Ce monde est laid. Le pire c'est que moi, Severus Snape, j'en fais partie. Je marche dans cette rue où tout me semble vide malgré l'affluence qui y règne. Tout est vide. Le regard des passants, les paroles qu'ils échangent, leurs gestes d'amitié qui sonnent faux… Ils se désintéressent tous de la vie, fuyant dans une autre réalité où le bonheur ne peut les atteindre. Voyez cette personne qui en bouscule une autre. Pas une excuse, pas un reproche. De nos jours, personne ne fait plus attention à personne. J'avance à contre courant dans cette marée humaine. Tout autour de moi se décline dans des tons de noir, gris et blanc. Je ne dépareille pas avec mes habits couleur de nuit, mes yeux d'onyx aussi vides et froids que les leurs, ma peau diaphane telle celle d'un spectre, ou d'un homme qui a oublié ce qu'étaient vie et lumière, et mes cheveux noirs comme les plus profondes des ténèbres.

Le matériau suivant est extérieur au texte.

//! Values that are read from the environment or given inline
//!
//! Used for secrets such as the aggregator API key so they can stay out of
//! committed settings files.

use serde::{Deserialize, Serialize};
use std::fmt;

/// A configurable value that can be loaded from environment variables or used as plain text
#[derive(Debug, Serialize, Deserialize, Clone)]
pub struct ConfigurableValue {
	/// Type of value: "env" for environment variable, "plain" for direct value
	#[serde(rename = "type")]
	pub value_type: ValueType,
	/// The value: either environment variable name or the actual value
	pub value: String,
}

/// Type of configurable value
#[derive(Debug, Serialize, Deserialize, Clone, PartialEq)]
#[serde(rename_all = "lowercase")]
pub enum ValueType {
	/// Load value from environment variable (name specified in `value` field)
	Env,
	/// Use the value directly from the `value` field
	Plain,
}

impl ConfigurableValue {
	/// Create a new environment variable reference
	pub fn from_env(env_var_name: &str) -> Self {
		Self {
			value_type: ValueType::Env,
			value: env_var_name.to_string(),
		}
	}

	/// Create a new plain value
	pub fn from_plain(plain_value: &str) -> Self {
		Self {
			value_type: ValueType::Plain,
			value: plain_value.to_string(),
		}
	}

	/// Resolve the actual value based on the type
	///
	/// For `Env` type, reads from environment variable.
	/// For `Plain` type, returns the value directly.
	pub fn resolve(&self) -> Result<String, ConfigurableValueError> {
		match self.value_type {
			ValueType::Env => std::env::var(&self.value).map_err(|_| {
				ConfigurableValueError::EnvironmentVariableNotFound(self.value.clone())
			}),
			ValueType::Plain => Ok(self.value.clone()),
		}
	}

	/// Plain values are committed alongside the settings file
	pub fn is_inline(&self) -> bool {
		matches!(self.value_type, ValueType::Plain)
	}

	/// Get a description of this configurable value for logging
	pub fn description(&self) -> String {
		match self.value_type {
			ValueType::Env => format!("environment variable '{}'", self.value),
			ValueType::Plain => "inline value".to_string(),
		}
	}
}

/// Errors that can occur when resolving configurable values
#[derive(Debug, thiserror::Error)]
pub enum ConfigurableValueError {
	#[error("Environment variable '{0}' not found")]
	EnvironmentVariableNotFound(String),
}

// Never prints inline values
impl fmt::Display for ConfigurableValue {
	fn fmt(&self, f: &mut fmt::Formatter<'_>) -> fmt::Result {
		match self.value_type {
			ValueType::Env => write!(f, "env:{}", self.value),
			ValueType::Plain => write!(f, "plain:[REDACTED]"),
		}
	}
}

/// Helper trait for easy conversion from strings in config
impl From<&str> for ConfigurableValue {
	fn from(value: &str) -> Self {
		// If the string starts with "env:", treat it as an environment variable
		if let Some(env_var) = value.strip_prefix("env:") {
			Self::from_env(env_var)
		} else {
			Self::from_plain(value)
		}
	}
}

impl From<String> for ConfigurableValue {
	fn from(value: String) -> Self {
		ConfigurableValue::from(value.as_str())
	}
}
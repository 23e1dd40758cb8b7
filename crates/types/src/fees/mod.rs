//! Protocol fee configuration
//!
//! Fees are looked up per provider and per wallet identifier. A missing entry
//! means no fee and no referrer.

use alloy_primitives::Address;
use serde::{Deserialize, Serialize};
use std::collections::HashMap;

use crate::providers::ProviderName;

/// Fee charged on top of a swap and the address credited with it
#[derive(Debug, Clone, Copy, Serialize, Deserialize, PartialEq)]
pub struct FeeConfig {
	/// Fee as a fraction of the swap (0.00875 = 0.875%)
	pub fee: f64,
	pub referrer: Address,
}

impl FeeConfig {
	pub fn new(fee: f64, referrer: Address) -> Self {
		Self { fee, referrer }
	}

	/// Fee as a percentage with three decimals, the form aggregators accept
	///
	/// Ties round away from zero (`0.003125` renders as `0.313`).
	pub fn percentage(&self) -> String {
		format!("{:.3}", (self.fee * 100_000.0).round() / 1000.0)
	}

	pub fn validate(&self) -> Result<(), String> {
		if !self.fee.is_finite() || !(0.0..=1.0).contains(&self.fee) {
			return Err(format!("fee must be a fraction between 0 and 1, got {}", self.fee));
		}
		Ok(())
	}
}

/// Query value for an optional fee: `"0"` when no fee applies
pub fn fee_percentage(config: Option<&FeeConfig>) -> String {
	config.map_or_else(|| "0".to_string(), FeeConfig::percentage)
}

/// Query value for an optional referrer: empty when no fee applies
pub fn referrer_address(config: Option<&FeeConfig>) -> String {
	config.map_or_else(String::new, |c| c.referrer.to_string())
}

/// Fee table keyed by provider, then wallet identifier
#[derive(Debug, Clone, Default, Serialize, Deserialize, PartialEq)]
#[serde(transparent)]
pub struct FeeConfigs(HashMap<ProviderName, HashMap<String, FeeConfig>>);

impl FeeConfigs {
	pub fn new() -> Self {
		Self::default()
	}

	pub fn with_fee(mut self, provider: ProviderName, wallet_identifier: &str, config: FeeConfig) -> Self {
		self.insert(provider, wallet_identifier, config);
		self
	}

	pub fn insert(&mut self, provider: ProviderName, wallet_identifier: &str, config: FeeConfig) {
		self.0
			.entry(provider)
			.or_default()
			.insert(wallet_identifier.to_string(), config);
	}

	pub fn get(&self, provider: ProviderName, wallet_identifier: &str) -> Option<&FeeConfig> {
		self.0.get(&provider)?.get(wallet_identifier)
	}

	/// Validate every entry, reporting the first offending one
	pub fn validate(&self) -> Result<(), String> {
		for (provider, tiers) in &self.0 {
			for (wallet, config) in tiers {
				config
					.validate()
					.map_err(|reason| format!("{}/{}: {}", provider, wallet, reason))?;
			}
		}
		Ok(())
	}

	pub fn is_empty(&self) -> bool {
		self.0.values().all(HashMap::is_empty)
	}
}

impl From<HashMap<ProviderName, HashMap<String, FeeConfig>>> for FeeConfigs {
	fn from(value: HashMap<ProviderName, HashMap<String, FeeConfig>>) -> Self {
		Self(value)
	}
}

Oui, ce monde est laid, terne et sans vie. Mon exact reflet. Et j'en fais partie. La guerre étant pourtant terminée, l'on aurait pu penser que le monde serait à nouveau envahi par un besoin de rattraper le temps perdu, de vivre pleinement de nouveau, mais non. Il n'y a que ce vide, ce vide qui nous oppresse, qui m'oppresse. Comme si la fin de la guerre avait en même temps apportée la fin de toute vie. Même la communauté sorcière est dans le même état de paralysie psychologique. Pourtant, les sorciers devraient se réjouir les premiers de la fin de cette terreur dans laquelle ils vivaient en permanence. Ils devraient se réjouir de la chute du Lord Noir, de sa mort. Mais non, ce serait trop simple je suppose de juste prendre le temps de retourner à la vie. C'est déplorable de voir que ce monde a délaissé tout sentiment. C'est ironique de savoir que j'en viens à espérer que cela changera, alors que je n'ai moi-même pas de sentiments.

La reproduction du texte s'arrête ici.